Missouri Issues State-wide “Stay At Home” Order

Contributed by Brian Wacker, April 4, 2020          

black and white gavel

This blog has previously reported on Governor Parsons’s resistance to issue a state-wide “Stay At Home” Order in Missouri in response to the COVID-19 pandemic.  He had previously issued a “Social Distancing” Order, effective through April 6, 2020, with individual counties and municipalities left to issue their own Stay At Home Orders to fill the void.

Now that has changed. 

On Friday evening, the Governor announced that the State’s Department of Health & Human Services had issued a state-wide Order mandating that all Missourians “shall avoid leaving their homes or places of residence unless necessary.”  The details of the 3-page Order, which is effective beginning on April 6, 2020 and remains in effect through Friday, April 24, 2020, are as follows:

Individuals Are Ordered To Stay At Home

Missouri residents are to avoid leaving home, except to work, access food, prescriptions, health care or other necessities or to engage in outdoor activity.  And if they must leave for such purposes, they are required practice “social distancing.”  The Order does also carve out individuals leaving home to go to and from their place of worship, but again provided that “social distancing” guidelines are adhered to. 

Individuals are specifically prohibited from visiting nursing homes, long-term facilities and retirement homes unless to provide critical assistance. Finally, individuals are to avoid social gatherings of more than ten people. Restrictions on eating and drinking at bars, restaurants and food courts remain, but those businesses can remain open for drive-thru, pickup or delivery. 

If individuals do leave home subject to the above restrictions, the dictates of the prior “Social Distancing” Order remain in effect. 

Businesses Can Continue To Operate, Subject To Restrictions

Notably, the Order does not require any businesses to shutter. Instead, it places restrictions on businesses based on whether they employ individuals to perform “essential worker functions,” as defined by U.S. Department of Homeland Security’s guidance. 

This DHS Guidance includes functions of workers employed in the following fields:

  • healthcare/public health;
  • law enforcement, public safety and first responders;
  • food and agriculture;
  • energy;
  • water/wastewater;
  • transportation/logistics;
  • public works/infrastructure support;
  • communications & IT;
  • community and government-based operations;
  • hazardous materials;
  • financial services;
  • chemicals;
  • defense industrial base;
  • commercial facilities;
  • residence care and shelter services; and
  • hygiene products and services.

Given the wide range of fields above and the various workers defined under each by the DHS, Missouri businesses should study the DHS’ guidance in detail and seek legal guidance if there is any question as to whether employees qualify.

Businesses with employees performing “essential worker functions”

For businesses with employees meeting this DHS definition and which engage in retail sales to the public, they are required to limit the number of people in the retail locations as follows:

  • for retail locations with less than 10,000 square feet, 25% or less of the local fire or building code occupancy; or
  • for retail locations with more than 10,000 square feet, ten percent or less of the local fire or building code occupancy.

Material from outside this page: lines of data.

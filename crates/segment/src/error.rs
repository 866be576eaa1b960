//! Error types for the migra-segment crate.

use migra_wavelet::WaveletError;

/// Error type for all fallible operations in the migra-segment crate.
///
/// Every variant is a local validation failure raised before any output is
/// built; no operation returns a partial labeling.
#[derive(Debug, Clone, thiserror::Error)]
pub enum SegmentError {
    /// Returned when a configuration value is out of range or non-finite.
    #[error("invalid parameter `{name}`: {reason}")]
    InvalidParameter {
        /// Name of the offending parameter.
        name: &'static str,
        /// What is wrong with the value.
        reason: String,
    },

    /// Returned when an auxiliary sequence does not match the signal length.
    #[error("{input} has length {got}, expected {expected}")]
    DimensionMismatch {
        /// Name of the mismatched input.
        input: &'static str,
        /// Length of the signal it must match.
        expected: usize,
        /// Length actually supplied.
        got: usize,
    },

    /// Returned when a signal or sub-band has no samples.
    #[error("{input} is empty")]
    EmptyInput {
        /// Name of the empty input.
        input: &'static str,
    },

    /// Returned when a signal or sub-band contains NaN or infinity.
    #[error("non-finite value in {input}")]
    NonFiniteInput {
        /// Name of the input containing the non-finite value.
        input: &'static str,
    },

    /// Wavelet decomposition error.
    #[error(transparent)]
    Wavelet(#[from] WaveletError),
}

impl SegmentError {
    pub(crate) fn invalid(name: &'static str, reason: impl Into<String>) -> Self {
        Self::InvalidParameter {
            name,
            reason: reason.into(),
        }
    }
}

/// Rejects empty or non-finite sequences.
pub(crate) fn check_samples(values: &[f64], input: &'static str) -> Result<(), SegmentError> {
    if values.is_empty() {
        return Err(SegmentError::EmptyInput { input });
    }
    if values.iter().any(|v| !v.is_finite()) {
        return Err(SegmentError::NonFiniteInput { input });
    }
    Ok(())
}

The Order exempts workers performing “essential worker functions” and whose job duties require contact with other people closer than 6 feet from “social distancing” requirements.  However, for any retail establishment remaining open, the Order requires “social distancing” to be practiced “including, but not limited to, when customers are standing in line.”

Businesses without employees performing “essential worker functions”

If a business does not have employees performing “essential worker functions,” then it is subject to the following restrictions:

  • gatherings of ten people in a single space at the same time are prohibited; and
  • individual workers are to maintain six feet between them, except when those workers are family members.

Businesses without employees performing “essential worker functions” can request a waiver from the gathering restrictions from the State’s Department of Economic Development.

Missouri Schools Remain Closed

The Order specifically declares that Missouri schools shall remain closed. 

However, subject to the individual and business restrictions above, daycares, childcare providers and schools can still provide child care for working families if they follow guidelines published by the Centers for Disease Control.

Local Orders Remain Effective

Finally, the Order is clear that while it is effective state-wide, local counties and municipalities may enact separate orders or regulations to help combat the COVID-19 Order, so long as they are not inconsistent with the Order.

US DOL Releases Families First Coronavirus Response Act (FFCRA) Temporary Regulations and Updates FAQ’s

Contributed by Sara Zorich, April 3, 2020

The US Department of Labor (DOL) has posted its temporary regulations regarding the Families First Coronavirus Response Act (FFCRA).  The DOL is scheduled to post its published version on April 6, 2020.  The new regulations include parts 826.10 – 826.160 of the federal code and set forth the compliance requirements for employers with less than 500 employees for both the Emergency Paid Sick Leave Act (EPSLA) and the Expanded Family and Medical Leave (EFMLEA).

Additionally, the DOL continues to update its FFCRA FAQ’s and FAQ’s regarding posting requirements. At the time of this publication, those FAQ’s were most recently updated on April 2, 2020.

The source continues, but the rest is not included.